POINT DE VUE EXTÉRIEUR.
Khoumba était sous le choc, son visage s'était vidé d'un coup. Elle regardait Fatou inconsciente au sol puis le féticheur, incapable de comprendre comment tout avait pu basculer aussi vite.
Pendant des années, elle avait manipulé, menti, joué la mère parfaite, la belle-mère protectrice. Et en une soirée, tout venait de s'effondrer.
Khoumba : comment on a fait pour rien voir... ?
Le féticheur la regardait fixement. Son regard n'avait plus rien d'humain.
Féticheur : comment ? Tu marches avec les démons et ils ne sont plus d'accord avec toi... ah Khoumba je t'ai dit que tout allait changer.
Elle tremblait. Pas de peur, mais de rage.
Elle : elle a entendu trop de choses... elle a trop vu... et elle n'est pas de mon côté.
Dans sa tête, une seule idée tournait désormais. Tuer Fatou. Pourtant elle l'aimait d'une manière tordue mais réelle. Fatou était devenue sa fille avec le temps. Elle aimait leur complicité, leurs discussions pleines de rires, leurs moments ensemble.
Elle aimait cette fille libre, insolente, drôle, parce qu'elle se voyait en elle. Mais maintenant Fatou était devenue un danger, et Khoumba choisissait toujours sa propre survie avant l'amour.
Toujours.
Le féticheur recula légèrement, comme s'il ressentait quelque chose d'invisible autour d'eux.
Féticheur : sors d'ici... et ne reviens plus jamais me voir.
Khoumba écarquilla les yeux.
Féticheur : à partir d'aujourd'hui je ne peux plus rien pour toi.
Elle : QUOI ?!
Sa voix résonna dans la pièce.
Elle : JAMAIS ! JAMAIS !
Fatou bougea légèrement au sol ils se regardèrent avant de tourner les yeux vers elle. Un petit gémissement sortit de sa bouche et ses doigts tremblaient.
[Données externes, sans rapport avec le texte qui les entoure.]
//! Render graph for the offline context
//!
//! Nodes are processed once per render quantum in topological order. Each
//! node output is a bus: one `Vec<f32>` of [`RENDER_QUANTUM_SIZE`] frames per
//! channel. Multiple connections into the same input are summed.

use std::collections::{HashMap, VecDeque};
use std::fmt;
use std::sync::Arc;

use slotmap::{SecondaryMap, SlotMap};

use crate::engine::buffer::AudioBuffer;
use crate::engine::context::{EndedHandler, NodeId, MAX_CHANNELS, RENDER_QUANTUM_SIZE};
use crate::error::{Result, RetrogradeError};

/// One quantum of multi-channel audio
pub(crate) type Bus = Vec<Vec<f32>>;

fn silent_bus(channels: usize) -> Bus {
    vec![vec![0.0; RENDER_QUANTUM_SIZE]; channels]
}

/// Sum `from` into `into`, widening `into` to the larger channel count.
/// Mono signals are spread across every channel.
fn accumulate(into: &mut Bus, from: &Bus) {
    if into.is_empty() {
        into.extend(from.iter().cloned());
        return;
    }

    if from.len() > into.len() {
        let fill = if into.len() == 1 { into[0].clone() } else { vec![0.0; RENDER_QUANTUM_SIZE] };
        into.resize(from.len(), fill);
    }

    if from.len() == 1 {
        for channel in into.iter_mut() {
            for (dst, src) in channel.iter_mut().zip(&from[0]) {
                *dst += src;
            }
        }
    } else {
        for (channel, src_channel) in into.iter_mut().zip(from) {
            for (dst, src) in channel.iter_mut().zip(src_channel) {
                *dst += src;
            }
        }
    }
}

/// Average all channels of a bus into one
fn downmix(bus: &Bus) -> Vec<f32> {
    let mut mono = vec![0.0; RENDER_QUANTUM_SIZE];
    if bus.is_empty() {
        return mono;
    }

    let scale = 1.0 / bus.len() as f32;
    for channel in bus {
        for (dst, src) in mono.iter_mut().zip(channel) {
            *dst += src * scale;
        }
    }
    mono
}

// ============================================================================
// Connections
// ============================================================================

#[derive(Debug, Clone, Copy, PartialEq, Eq)]
pub(crate) struct Connection {
    pub from: NodeId,
    pub output: usize,
    pub to: NodeId,
    pub input: usize,
}

// ============================================================================
// Buffer Source
// ============================================================================

#[derive(Debug, Clone, Copy, PartialEq)]
enum SourcePhase {
    Unscheduled,
    Scheduled { when: f64 },
    Playing,
    Ended,
}

/// One-shot buffer playback with rate and detune
pub(crate) struct BufferSource {
    buffer: Arc<AudioBuffer>,
    playback_rate: f32,
    detune: f32,
    phase: SourcePhase,
    /// Read position in buffer frames
    playhead: f64,
    /// Frame at which playback ends naturally
    end_frame: f64,
    stop_requested: bool,
    onended: Option<EndedHandler>,
}

impl fmt::Debug for BufferSource {
    fn fmt(&self, f: &mut fmt::Formatter<'_>) -> fmt::Result {
        f.debug_struct("BufferSource")
            .field("channels", &self.buffer.num_channels())
            .field("frames", &self.buffer.len())
            .field("playback_rate", &self.playback_rate)
            .field("detune", &self.detune)
            .field("phase", &self.phase)
            .field("playhead", &self.playhead)
            .finish_non_exhaustive()
    }
}

impl BufferSource {
    fn new(buffer: Arc<AudioBuffer>) -> Self {
        Self {
            buffer,
            playback_rate: 1.0,
            detune: 0.0,
            phase: SourcePhase::Unscheduled,
            playhead: 0.0,
            end_frame: 0.0,
            stop_requested: false,
            onended: None,
        }
    }

    pub(crate) fn start(&mut self, when: f64, offset: f64, duration: Option<f64>) -> Result<()> {
        if self.phase != SourcePhase::Unscheduled {
            return Err(RetrogradeError::InvalidNodeState {
                reason: "buffer source can only be started once".to_string(),
            });
        }

        if !when.is_finite() || when < 0.0 {
            return Err(invalid("when", format!("must be a non-negative time, got {}", when)));
        }
        if !offset.is_finite() || offset < 0.0 {
            return Err(invalid("offset", format!("must be non-negative, got {}", offset)));
        }
        if let Some(d) = duration {
            if !d.is_finite() || d < 0.0 {
                return Err(invalid("duration", format!("must be non-negative, got {}", d)));
            }
        }

        let rate = self.buffer.sample_rate() as f64;
        let len = self.buffer.len() as f64;
        self.playhead = (offset * rate).min(len);
        self.end_frame = match duration {
            Some(d) => ((offset + d) * rate).min(len),
            None => len,
        };
        self.phase = SourcePhase::Scheduled { when };
        Ok(())
    }

    pub(crate) fn stop(&mut self) -> Result<()> {
        match self.phase {
            SourcePhase::Unscheduled => Err(RetrogradeError::InvalidNodeState {
                reason: "cannot stop a buffer source that was never started".to_string(),
            }),
            SourcePhase::Ended => Ok(()),
            _ => {
                self.stop_requested = true;
                Ok(())
            }
        }
    }

    pub(crate) fn set_playback_rate(&mut self, rate: f32) {
        self.playback_rate = rate;
    }

    pub(crate) fn set_detune(&mut self, cents: f32) {
        self.detune = cents;
    }

    pub(crate) fn set_onended(&mut self, handler: Option<EndedHandler>) {
        self.onended = handler;
    }

    fn finish(&mut self, ended: &mut Vec<EndedHandler>) {
        self.phase = SourcePhase::Ended;
        if let Some(handler) = self.onended.take() {
            ended.push(handler);
        }
    }

    fn render(&mut self, start_frame: u64, sample_rate: u32, ended: &mut Vec<EndedHandler>) -> Bus {
        let mut out = silent_bus(self.buffer.num_channels());

        if self.stop_requested
            && matches!(self.phase, SourcePhase::Scheduled { .. } | SourcePhase::Playing)
        {
            self.finish(ended);
            return out;
        }

        let step = self.playback_rate as f64
            * 2f64.powf(self.detune as f64 / 1200.0)
            * self.buffer.sample_rate() as f64
            / sample_rate as f64;

        for i in 0..RENDER_QUANTUM_SIZE {
            match self.phase {
                SourcePhase::Unscheduled | SourcePhase::Ended => break,
                SourcePhase::Scheduled { when } => {
                    let t = (start_frame + i as u64) as f64 / sample_rate as f64;
                    if t < when {
                        continue;
                    }
                    self.phase = SourcePhase::Playing;
                }
                SourcePhase::Playing => {}
            }

            if self.playhead >= self.end_frame {
                self.finish(ended);
                break;
            }

            let index = self.playhead.floor() as usize;
            let frac = (self.playhead - index as f64) as f32;
            for (ch, data) in self.buffer.channels().enumerate() {
                let s0 = data[index];
                let s1 = data.get(index + 1).copied().unwrap_or(s0);
                out[ch][i] = s0 + (s1 - s0) * frac;
            }

            self.playhead += step;
        }

        out
    }
}

// ============================================================================
// Analyser
// ============================================================================

/// Keeps the most recent `fft_size` mono frames of its input
#[derive(Debug)]
pub(crate) struct Analyser {
    history: VecDeque<f32>,
}

impl Analyser {
    fn new(fft_size: usize) -> Self {
        Self {
            history: std::iter::repeat(0.0).take(fft_size).collect(),
        }
    }

    fn push(&mut self, samples: &[f32]) {
        for &s in samples {
            self.history.pop_front();
            self.history.push_back(s);
        }
    }

    pub(crate) fn copy_recent(&self, out: &mut [f32]) {
        let len = self.history.len();
        let start = len as isize - out.len() as isize;
        for (j, slot) in out.iter_mut().enumerate() {
            let idx = start + j as isize;
            *slot = if idx < 0 { 0.0 } else { self.history[idx as usize] };
        }
    }
}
Si elle avait réellement compris ce qui était en train de lui arriver, elle aurait fui dès le moment où elle avait vu sa belle-mère à moitié nue avec cet homme dans cette pièce maudite.
Fatou : maman... maaam...
Puis soudain...
Fatou : AAAAAAAAAAHHHHH !
Khoumba recula brutalement. Le féticheur releva la tête d'un coup et comprit que tout s'était mélangé.
Les sorts.
Les invocations.
Les intentions.
Tout.
Il n'avait plus le contrôle de rien. C'était terminé.
Au même moment en France, Maryam était assise sur son lit d'hôpital, les yeux gonflés par les larmes depuis la visite de Yanis. Son cœur était en train de se briser lentement. Elle revivait chaque moment, chaque regard, chaque parole.
Et surtout cette phrase : « Je vais bientôt devenir un fantôme. »
Maryam : Bakary je te jure je me sens tellement mal...
Bakary était assis face à elle, les coudes posés sur ses genoux.
Bakary : tu m'étonnes... j'aime pas votre relation parce que ce mec je l'aime pas du tout wallah... mais t'as tellement souffert que si c'était lui que tu voulais je me serais fait tout petit face à vous. Mais là ça sert à rien.